01:03:04 within 18 months, at the outside 20 months from the time you filed your U.S. case,

01:03:09 if you filed overseas in a timely way, it will be published overseas.

01:03:13 And eventually it will be published in the United States,

01:03:15 as we now know that there are some changes underway.

01:03:17 So the idea that enormous delays in communicating from scientist to scientist are occurring is not true.

01:03:24 Now that's not quite the same as Herb and Stan talking to each other about their latest result,

01:03:30 which does happen when there is academic collaboration.

01:03:35 It does not always happen when there isn't academic collaboration.

01:03:38 There's not a huge incentive for a scientist to tip off a fellow scientist

01:03:42 as to what might be the next most fruitful experiment to run,

01:03:45 and I don't think it necessarily happens in real time.
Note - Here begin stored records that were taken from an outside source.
//! # Burn Screen
//!
//! Decrease a stock's supply after selling underlying shares.

use crate::app::{App, AppState};
use crate::forms::BurnStockForm;
use crate::ui::theme::Theme;
use crate::ui::widgets::forms;

pub fn render(ui: &mut egui::Ui, state: &AppState, app: &mut App, theme: &Theme) {
    let mut form = state.burn_form.clone();
    let errors = &state.burn_form.errors;
    let pending = state.pending.burn;
    let mut changed = false;

    egui::Frame::group(ui.style()).fill(theme.surface).show(ui, |ui| {
        forms::render_form_heading(
            ui,
            "Burn Stock Tokens",
            "Decrease the supply of tokens when selling underlying stocks",
            theme,
        );

        ui.horizontal_top(|ui| {
            ui.vertical(|ui| {
                changed |= forms::render_text_input(
                    ui,
                    "Stock Symbol *",
                    &mut form.symbol,
                    "e.g., AAPL",
                    errors.get("symbol"),
                    theme,
                );
            });
            ui.add_space(16.0);
            ui.vertical(|ui| {
                changed |= forms::render_text_input(
                    ui,
                    "Amount to Burn *",
                    &mut form.amount,
                    "e.g., 50",
                    errors.get("amount"),
                    theme,
                );
            });
        });

        changed |= forms::render_text_area(
            ui,
            "Reason (Optional)",
            &mut form.reason,
            "Explain the reason for burning these tokens...",
            errors.get("reason"),
            theme,
        );
        ui.add_space(10.0);

        forms::render_error_summary(ui, errors, theme);
        if forms::render_submit_button(ui, "Burn Tokens", "Burning Tokens...", pending, theme) {
            write_back(app, &form, changed);
            changed = false;
            app.submit_burn();
        }
    });

    write_back(app, &form, changed);
}

fn write_back(app: &App, form: &BurnStockForm, changed: bool) {
    if !changed {
        return;
    }
    let mut state = app.state.write();
    let target = &mut state.burn_form;
    target.symbol = form.symbol.clone();
    target.amount = form.amount.clone();
    target.reason = form.reason.clone();
}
01:03:48 But it could happen in less than 18 months.

01:03:50 On the other hand, those disclosures that go into the patent office by law

01:03:54 and for a valid patent have to be total and implementable and enabling,

01:03:59 and that's a pretty fine disclosure, sometimes better even than what's in a publication.

01:04:03 So the enormous downside that's seen by some doesn't seem near as significant

01:04:10 as the downside of just, frankly, leaving a biotechnology company

01:04:14 with wondering what the heck they would work on

01:04:16 if they didn't hope to be able to protect something with a patent system.
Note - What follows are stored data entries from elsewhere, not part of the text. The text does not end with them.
//! Per-parent data migration runner.
//!
//! # Responsibility
//! - Register parent-data migrations in strictly increasing order.
//! - Bring one parent's flag data up to the latest version exactly once.
//!
//! # Invariants
//! - Each migration procedure is idempotent.
//! - Re-running after completion is a no-op thanks to the version stamp.
//! - A brand-new parent (no notes, no categories, no version) is stamped
//!   directly to the latest version without replaying history.
//!
//! This version tracks the per-parent data shape; the SQLite layout version
//! lives in `store::schema`.

use log::info;
use std::error::Error;
use std::fmt::{Display, Formatter};

use crate::manager::parent_is_blank;
use crate::model::category::{Category, CategoryPatch, DEFAULT_CATEGORY_NAME};
use crate::model::note::Note;
use crate::model::ValidationError;
use crate::store::{
    read_flag, write_flag, FlagStore, StoreError, CATEGORIES_KEY, NOTES_KEY, VERSION_KEY,
};

pub type MigrateResult<T> = Result<T, MigrateError>;

/// Errors from the parent migration runner.
#[derive(Debug)]
pub enum MigrateError {
    /// A required identifier argument is missing or malformed.
    InvalidArgument(&'static str),
    /// Migrated data failed entity validation.
    Validation(ValidationError),
    /// Storage-layer failure.
    Store(StoreError),
}

impl Display for MigrateError {
    fn fmt(&self, f: &mut Formatter<'_>) -> std::fmt::Result {
        match self {
            Self::InvalidArgument(argument) => {
                write!(f, "argument `{argument}` is missing or malformed")
            }
            Self::Validation(err) => write!(f, "{err}"),
            Self::Store(err) => write!(f, "{err}"),
        }
    }
}

impl Error for MigrateError {
    fn source(&self) -> Option<&(dyn Error + 'static)> {
        match self {
            Self::Validation(err) => Some(err),
            Self::Store(err) => Some(err),
            Self::InvalidArgument(_) => None,
        }
    }
}

impl From<ValidationError> for MigrateError {
    fn from(value: ValidationError) -> Self {
        Self::Validation(value)
    }
}

impl From<StoreError> for MigrateError {
    fn from(value: StoreError) -> Self {
        Self::Store(value)
    }
}

struct ParentMigration {
    version: u32,
    apply: fn(&mut dyn FlagStore, &str) -> MigrateResult<()>,
}

const PARENT_MIGRATIONS: &[ParentMigration] = &[ParentMigration {
    version: 1,
    apply: adopt_uncategorized_notes,
}];

/// Returns the latest parent-data version known by this binary.
pub fn latest_parent_version() -> u32 {
    PARENT_MIGRATIONS
        .last()
        .map_or(0, |migration| migration.version)
}

/// Brings one parent's flag data up to the latest version.
///
/// Returns the version the parent is at afterward. Safe to call before
/// every manager session; completed parents short-circuit on the stamp.
pub fn apply_parent_migrations(
    store: &mut dyn FlagStore,
    parent: &str,
) -> MigrateResult<u32> {
    if parent_is_blank(parent) {
        return Err(MigrateError::InvalidArgument("parent"));
    }

    let current: Option<u32> = read_flag(&*store, parent, VERSION_KEY)?;
    let latest = latest_parent_version();
    if let Some(version) = current {
        if version >= latest {
            return Ok(version);
        }
    }

    // Brand-new parents carry no data worth replaying upgrade history over.
    if current.is_none() && has_no_data(store, parent)? {
        write_flag(&mut *store, parent, VERSION_KEY, &latest)?;
        info!(
            "event=parent_migration module=migrate status=ok parent={parent} from=none to={latest} fast_path=true"
        );
        return Ok(latest);
    }

    let from = current.unwrap_or(0);
    for migration in PARENT_MIGRATIONS {
        if migration.version <= from {
            continue;
        }
        (migration.apply)(&mut *store, parent)?;
    }
    write_flag(&mut *store, parent, VERSION_KEY, &latest)?;
    info!(
        "event=parent_migration module=migrate status=ok parent={parent} from={from} to={latest} fast_path=false"
    );
    Ok(latest)
}

fn has_no_data(store: &dyn FlagStore, parent: &str) -> MigrateResult<bool> {
    let categories: Option<Vec<serde_json::Value>> = read_flag(&*store, parent, CATEGORIES_KEY)?;
    let notes: Option<Vec<serde_json::Value>> = read_flag(&*store, parent, NOTES_KEY)?;
    let empty = categories.map_or(true, |list| list.is_empty())
        && notes.map_or(true, |list| list.is_empty());
    Ok(empty)
}

/// Version 1: gather uncategorized notes under a synthesized default
/// category.
///
/// No-op when a "Notes" category already exists or no uncategorized note is
/// present.
fn adopt_uncategorized_notes(store: &mut dyn FlagStore, parent: &str) -> MigrateResult<()> {
    let mut categories: Vec<Category> =
        read_flag(&*store, parent, CATEGORIES_KEY)?.unwrap_or_default();
    if Category::name_exists(&categories, DEFAULT_CATEGORY_NAME, None) {
        return Ok(());
    }

    let mut notes: Vec<Note> = read_flag(&*store, parent, NOTES_KEY)?.unwrap_or_default();
    if !notes.iter().any(|note| note.category.is_none()) {
        return Ok(());
    }

    let category = Category::new(CategoryPatch::named(DEFAULT_CATEGORY_NAME))?;
    categories.insert(0, category.clone());
    write_flag(&mut *store, parent, CATEGORIES_KEY, &categories)?;

    for note in notes.iter_mut() {
        if note.category.is_none() {
            note.category = Some(category.key);
        }
    }
    write_flag(&mut *store, parent, NOTES_KEY, &notes)?;
    Ok(())
}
01:04:20 Yeah, let's get Bill, and then I'll come back to you, Paul.

01:04:23 As I mentioned this morning, I think that in the early 1980s,

01:04:29 personnel moved primarily from universities into small or large companies, not vice versa.

01:04:35 I think there's a fair degree of movement now backwards,

01:04:38 and that fact isn't necessarily to prosecute research for which patents of value are developed.

01:04:47 It's because of an intrinsic interest in the science that goes on in universities,

01:04:51 and there's a vibrant interaction now.

01:04:54 I also would make the point to sort of supplement the other comments that have been made.

01:05:00 I believe nowadays that research, though dominantly supported by the NIH,

01:05:05 is substantially and significantly supported by complementary research in companies.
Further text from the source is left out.